Both primaries have a “competence penalty.” Joan Huffman (R, AG: 7/4) runs the most substantive Republican AG campaign but polls third at 13%. Chris Bell (D, Governor: 6/5) has the most experience of any Democratic governor candidate but polls at 7%. In both parties, being the most qualified candidate is not the same as being the most electable one.
Both primaries punish low-funded candidates equally. Courtney Head (D, Lt. Gov) has $330 cash on hand. Multiple Republican minor candidates didn’t respond to media requests. Below a certain funding threshold, a campaign is functionally invisible.
Neither primary adequately surfaces local candidates. The most impactful races on both ballots — judicial seats in Dallas County — get the least media coverage and candidate information. These judges will make decisions affecting real people’s lives daily. Most voters will pick them on name recognition alone.
The Bottom Line
If you’re a Dallas County voter trying to decide which primary to vote in on March 3, here’s the honest summary:
The Republican primary is where the action is for statewide offices. The Senate, AG, and Comptroller races are genuinely competitive multi-candidate fights. The downside: the emotional temperature is much higher, and several leading candidates have significant personal baggage. If you want to influence which kind of Republican represents Texas, this is your chance.

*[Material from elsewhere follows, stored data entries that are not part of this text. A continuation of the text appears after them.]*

//! WebSocket connection for server-pushed notification events.
//!
//! [`NotificationSocket`] is an owned value with an explicit lifecycle:
//! nothing connects until [`connect`](NotificationSocket::connect) is
//! called, and [`disconnect`](NotificationSocket::disconnect) closes the
//! stream. Callers hold it wherever they need it; there is no global instance.

use futures::StreamExt;
use tokio::net::TcpStream;
use tokio_tungstenite::tungstenite::Message;
use tokio_tungstenite::{connect_async, MaybeTlsStream, WebSocketStream};
use tracing::{debug, info, warn};

use super::events::NotificationEvent;
use crate::session::Session;

type Stream = WebSocketStream<MaybeTlsStream<TcpStream>>;

pub struct NotificationSocket {
    url: String,
    stream: Option<Stream>,
}

impl NotificationSocket {
    /// Create an unconnected socket for `url` (e.g. `ws://host/ws`)
    pub fn new(url: impl Into<String>) -> Self {
        Self {
            url: url.into(),
            stream: None,
        }
    }

    pub fn url(&self) -> &str {
        &self.url
    }

    pub fn is_connected(&self) -> bool {
        self.stream.is_some()
    }

    /// Connect, passing the session token as a query parameter.
    /// Does nothing when already connected.
    pub async fn connect(&mut self, session: Option<&Session>) -> Result<(), SocketError> {
        if self.stream.is_some() {
            debug!(url = %self.url, "Socket already connected");
            return Ok(());
        }

        let url = match session {
            Some(session) => {
                let separator = if self.url.contains('?') { '&' } else { '?' };
                format!(
                    "{}{}token={}",
                    self.url,
                    separator,
                    urlencoding::encode(&session.token)
                )
            }
            None => self.url.clone(),
        };

        let (stream, _response) = connect_async(url.as_str()).await.map_err(|e| {
            SocketError::Connection(format!("Failed to connect to {}: {e}", self.url))
        })?;

        info!(url = %self.url, "Notification socket connected");
        self.stream = Some(stream);
        Ok(())
    }

    /// Close the connection. Does nothing when not connected.
    pub async fn disconnect(&mut self) -> Result<(), SocketError> {
        let Some(mut stream) = self.stream.take() else {
            return Ok(());
        };

        stream
            .close(None)
            .await
            .map_err(|e| SocketError::Protocol(e.to_string()))?;

        info!(url = %self.url, "Notification socket disconnected");
        Ok(())
    }

    /// Wait for the next event.
    ///
    /// Returns `Ok(None)` once the server closes the connection or when not
    /// connected. Frames that are not valid events are skipped.
    pub async fn next_event(&mut self) -> Result<Option<NotificationEvent>, SocketError> {
        loop {
            let Some(stream) = self.stream.as_mut() else {
                return Ok(None);
            };

            let frame = match stream.next().await {
                Some(frame) => frame,
                None => {
                    self.stream = None;
                    return Ok(None);
                }
            };

            match frame {
                Ok(Message::Text(text)) => match NotificationEvent::parse(&text) {
                    Ok(event) => return Ok(Some(event)),
                    Err(e) => warn!("Ignoring unrecognized socket message: {}", e),
                },
                Ok(Message::Close(frame)) => {
                    debug!(?frame, "Server closed notification socket");
                    self.stream = None;
                    return Ok(None);
                }
                Ok(Message::Binary(_)) => debug!("Ignoring binary socket frame"),
                Ok(Message::Ping(_) | Message::Pong(_) | Message::Frame(_)) => {}
                Err(e) => {
                    self.stream = None;
                    return Err(SocketError::Protocol(e.to_string()));
                }
            }
        }
    }
}

/// Errors that can occur on the notification socket
#[derive(Debug, thiserror::Error)]
pub enum SocketError {
    /// Failed to establish the WebSocket connection
    #[error("Connection error: {0}")]
    Connection(String),

    /// A protocol-level error on an established connection
    #[error("Protocol error: {0}")]
    Protocol(String),
}

#[cfg(test)]
mod tests {
    use super::*;

    #[tokio::test]
    async fn test_unconnected_socket_is_inert() {
        let mut socket = NotificationSocket::new("ws://127.0.0.1:9/ws");
        assert!(!socket.is_connected());
        assert!(socket.disconnect().await.is_ok());
        assert_eq!(socket.next_event().await.unwrap(), None);
    }

    #[tokio::test]
    async fn test_connect_failure_is_reported() {
        // Port 9 (discard) is closed on test hosts
        let mut socket = NotificationSocket::new("ws://127.0.0.1:9/ws");
        let err = socket.connect(None).await.unwrap_err();
        assert!(matches!(err, SocketError::Connection(_)));
        assert!(!socket.is_connected());
    }
}
use serde::de::DeserializeOwned;
use serde::Serialize;
use std::future::Future;
use tokio::sync::watch;
use tracing::debug;

use super::state::QueryState;
use crate::cache::{QueryCache, QueryKey};
use crate::errors::RequestFailed;

/// Resolve one query through the cache.
///
/// A disabled query makes no call and reports `Idle`.
pub async fn run_query<T, F, Fut>(
    cache: &QueryCache,
    key: QueryKey,
    enabled: bool,
    fetcher: F,
) -> QueryState<T>
where
    T: Serialize + DeserializeOwned,
    F: FnOnce() -> Fut,
    Fut: Future<Output = Result<T, RequestFailed>>,
{
    if !enabled {
        debug!(key = %key, "Query disabled, skipping fetch");
        return QueryState::idle();
    }

    QueryState::from_result(cache.fetch(key, fetcher).await)
}

/// Like [`run_query`], but in the background: the receiver starts at
/// `Loading` and moves to `Success` or `Error` when the fetch completes.
/// Dropping the receiver does not cancel the fetch.
pub fn watch_query<T, F, Fut>(
    cache: QueryCache,
    key: QueryKey,
    enabled: bool,
    fetcher: F,
) -> watch::Receiver<QueryState<T>>
where
    T: Serialize + DeserializeOwned + Send + Sync + 'static,
    F: FnOnce() -> Fut + Send + 'static,
    Fut: Future<Output = Result<T, RequestFailed>> + Send + 'static,
{
    if !enabled {
        let (_sender, receiver) = watch::channel(QueryState::idle());
        return receiver;
    }

    let (sender, receiver) = watch::channel(QueryState::loading());
    tokio::spawn(async move {
        let state = run_query(&cache, key, true, fetcher).await;
        sender.send_replace(state);
    });
    receiver
}

/// A mutation and the query prefixes it makes stale when it succeeds
pub struct Mutation<'a> {
    cache: &'a QueryCache,
    invalidates: Vec<QueryKey>,
}

impl<'a> Mutation<'a> {
    pub fn new(cache: &'a QueryCache) -> Self {
        Self {
            cache,
            invalidates: Vec::new(),
        }
    }

    pub fn invalidates(mut self, prefix: QueryKey) -> Self {
        self.invalidates.push(prefix);
        self
    }

    /// Run the mutation; only a success invalidates anything
    pub async fn run<T, Fut>(self, mutation: Fut) -> Result<T, RequestFailed>
    where
        Fut: Future<Output = Result<T, RequestFailed>>,
    {
        let result = mutation.await;

        match &result {
            Ok(_) => {
                for prefix in &self.invalidates {
                    self.cache.invalidate(prefix).await;
                }
            }
            Err(e) => debug!("Mutation failed, cache left untouched: {}", e),
        }

        result
    }
}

The Democratic primary is where the action is for local offices. Dallas County is solidly blue, so the Democratic primary winner for most judicial and county positions is the general election winner. If you care about who your district judges, criminal court judges, DA, and county clerk are, this is where those decisions get made. The statewide races are less competitive internally, but the Senate race between Talarico and Crockett is a genuine toss-up.
Both primaries have serious, qualified candidates hiding behind louder ones. Both primaries have races where the most experienced person is polling third. And both primaries will be decided overwhelmingly by voters who never read a voter guide.
At least now you’re not one of them.
This post accompanies the individual voter guides: Republican Primary Guide | Democratic Primary Guide. All scores, fundraising figures, and polling data reflect publicly available information as of February 12, 2026.